Hybrid photo crosslinked decellularized extracellular matrix scaffold from porcine achilles tendon: A Biocompatible and non-immunogenic matrix for tissue engineering.

Abstract

A considerable number of xenogeneic tissues are still underutilised due to concerns about immunogenicity, biocompatibility, and structural integrity. Decellularized extracellular matrix (dECM) hydrogels are gaining popularity due to their ability to mimic natural biochemical cues and structural integrity required for tissue regeneration. In this study, we used pig tendon tissues, which are commonly discarded, to create photo-crosslinked dECM hydrogels. We created and comprehensively examined tendon-derived dECM hydrogels processed with three different decellularization techniques, assessing their physicochemical properties, biocompatibility, and immunogenicity. SEM, XRD, and FTIR were used to characterize the dECM hydrogel's structural and biochemical integrity. SEM demonstrated intact collagenous architecture, while XRD proved the presence of natural collagen fibrillar structure. The FTIR study revealed intact amide I and II bands, indicating minimal ECM disruption. Rheological experiments revealed good shear-thinning behaviour, which improves injectability. Furthermore, TGA verified higher thermal stability in the CD and TE-treated groups, and swelling experiments revealed consistent hydrogel stability, with CD exhibiting the largest equilibrium swelling due to improved water-polymer interaction without compromising flexibility. THP-1 cells were grown on dECM hydrogels to test biocompatibility and immunogenicity.
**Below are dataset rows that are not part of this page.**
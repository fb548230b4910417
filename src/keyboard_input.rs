use crate::error::Result;
use crate::inputs::{Button, SimulatedPanel};
use crossterm::event::{self, Event, KeyCode, KeyEventKind};
use crossterm::terminal::{disable_raw_mode, enable_raw_mode};
use std::time::Duration;
use tokio::task;
use tokio_util::sync::CancellationToken;
use tracing::{debug, error, info, warn};

/// What a key press does to the simulated panel
#[derive(Debug, Clone, Copy, PartialEq, Eq)]
pub enum KeyAction {
    ToggleSensor,
    Press(Button),
    Quit,
}

impl KeyAction {
    pub fn from_key(code: KeyCode) -> Option<Self> {
        match code {
            KeyCode::Char('s') | KeyCode::Char(' ') => Some(KeyAction::ToggleSensor),
            KeyCode::Char('1') => Some(KeyAction::Press(Button::On)),
            KeyCode::Char('0') => Some(KeyAction::Press(Button::Off)),
            KeyCode::Char('r') => Some(KeyAction::Press(Button::Report)),
            KeyCode::Char('n') => Some(KeyAction::Press(Button::Next)),
            KeyCode::Char('q') | KeyCode::Esc => Some(KeyAction::Quit),
            _ => None,
        }
    }
}

/// Keyboard driver for the simulated sensor lines and buttons
pub struct KeyboardInputHandler {
    panel: SimulatedPanel,
    shutdown: CancellationToken,
    cancellation_token: CancellationToken,
}

impl KeyboardInputHandler {
    /// `shutdown` is cancelled when the quit key is pressed
    pub fn new(panel: SimulatedPanel, shutdown: CancellationToken) -> Self {
        Self {
            panel,
            shutdown,
            cancellation_token: CancellationToken::new(),
        }
    }

    /// Start listening for keyboard input
    pub async fn start(&self) -> Result<()> {
        info!("Keyboard panel active: s=sensor 1=ON 0=OFF r=REPORT n=NEXT q=quit");

        let panel = self.panel.clone();
        let shutdown = self.shutdown.clone();
        let cancellation_token = self.cancellation_token.clone();

        task::spawn_blocking(move || {
            if let Err(e) = enable_raw_mode() {
                error!("Failed to enable raw mode for keyboard input: {}", e);
                return;
            }

            loop {
                if cancellation_token.is_cancelled() {
                    debug!("Keyboard input handler stopping");
                    break;
                }

                match event::poll(Duration::from_millis(100)) {
                    Ok(true) => {
                        let Ok(Event::Key(key_event)) = event::read() else {
                            continue;
                        };
                        if key_event.kind != KeyEventKind::Press {
                            continue;
                        }
                        match KeyAction::from_key(key_event.code) {
                            Some(action) => {
                                if Self::apply(&panel, action) {
                                    info!("Quit key pressed - requesting shutdown");
                                    shutdown.cancel();
                                    break;
                                }
                            }
                            None => debug!("Key pressed: {:?}", key_event.code),
                        }
                    }
                    Ok(false) => {}
                    Err(e) => {
                        warn!("Error polling for keyboard events: {}", e);
                    }
                }
            }

            if let Err(e) = disable_raw_mode() {
                error!("Failed to disable raw mode: {}", e);
            }
            debug!("Keyboard input handler task exited");
        });

        Ok(())
    }

    /// Apply a key action to the panel, returning true for quit
    fn apply(panel: &SimulatedPanel, action: KeyAction) -> bool {
        match action {
            KeyAction::ToggleSensor => {
                let active = panel.toggle_sensor();
                info!("Sensor {}", if active { "active" } else { "cleared" });
                false
            }
            KeyAction::Press(button) => {
                info!("Button {} pressed", button);
                panel.press(button);
                false
            }
            KeyAction::Quit => true,
        }
    }

    /// Stop the keyboard input handler
    pub async fn stop(&self) -> Result<()> {
        info!("Stopping keyboard input handler");
        self.cancellation_token.cancel();

        // Give the task a moment to restore the terminal
        tokio::time::sleep(Duration::from_millis(200)).await;
        let _ = disable_raw_mode();

        Ok(())
    }
}

#[cfg(test)]
mod tests {
    use super::*;
    use crate::inputs::{ButtonPad, SensorInput};

    #[test]
    fn test_key_mapping() {
        assert_eq!(
            KeyAction::from_key(KeyCode::Char('s')),
            Some(KeyAction::ToggleSensor)
        );
        assert_eq!(
            KeyAction::from_key(KeyCode::Char('n')),
            Some(KeyAction::Press(Button::Next))
        );
        assert_eq!(KeyAction::from_key(KeyCode::Esc), Some(KeyAction::Quit));
        assert_eq!(KeyAction::from_key(KeyCode::Char('x')), None);
    }

    #[test]
    fn test_actions_drive_panel() {
        let panel = SimulatedPanel::new();
        let mut reader = panel.clone();

        assert!(!KeyboardInputHandler::apply(&panel, KeyAction::ToggleSensor));
        assert!(!KeyboardInputHandler::apply(
            &panel,
            KeyAction::Press(Button::Report)
        ));
        assert!(KeyboardInputHandler::apply(&panel, KeyAction::Quit));

        assert!(reader.is_active());
        assert_eq!(reader.poll_pressed(), Some(Button::Report));
    }

    #[tokio::test]
    async fn test_keyboard_handler_stop() {
        let handler = KeyboardInputHandler::new(SimulatedPanel::new(), CancellationToken::new());
        handler.stop().await.unwrap();
        assert!(handler.cancellation_token.is_cancelled());
        assert!(!handler.shutdown.is_cancelled());
    }
}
Cellular morphology examination demonstrated that THP-1 cells cultivated on dECM hydrogels had good cell viability and structural integrity. Notably, the constant expression of CD14, a major monocyte surface marker, without any pro-inflammatory activation demonstrates the hydrogels' non-immunogenic character, implying a broader applicability. Our findings identify tendon-derived dECM hydrogels as immunologically inert and structurally stable biomaterials. The optimized decellularization technique produces a biocompatible and non-immunogenic matrix, demonstrating its translational promise in regenerative medicine and tissue engineering applications.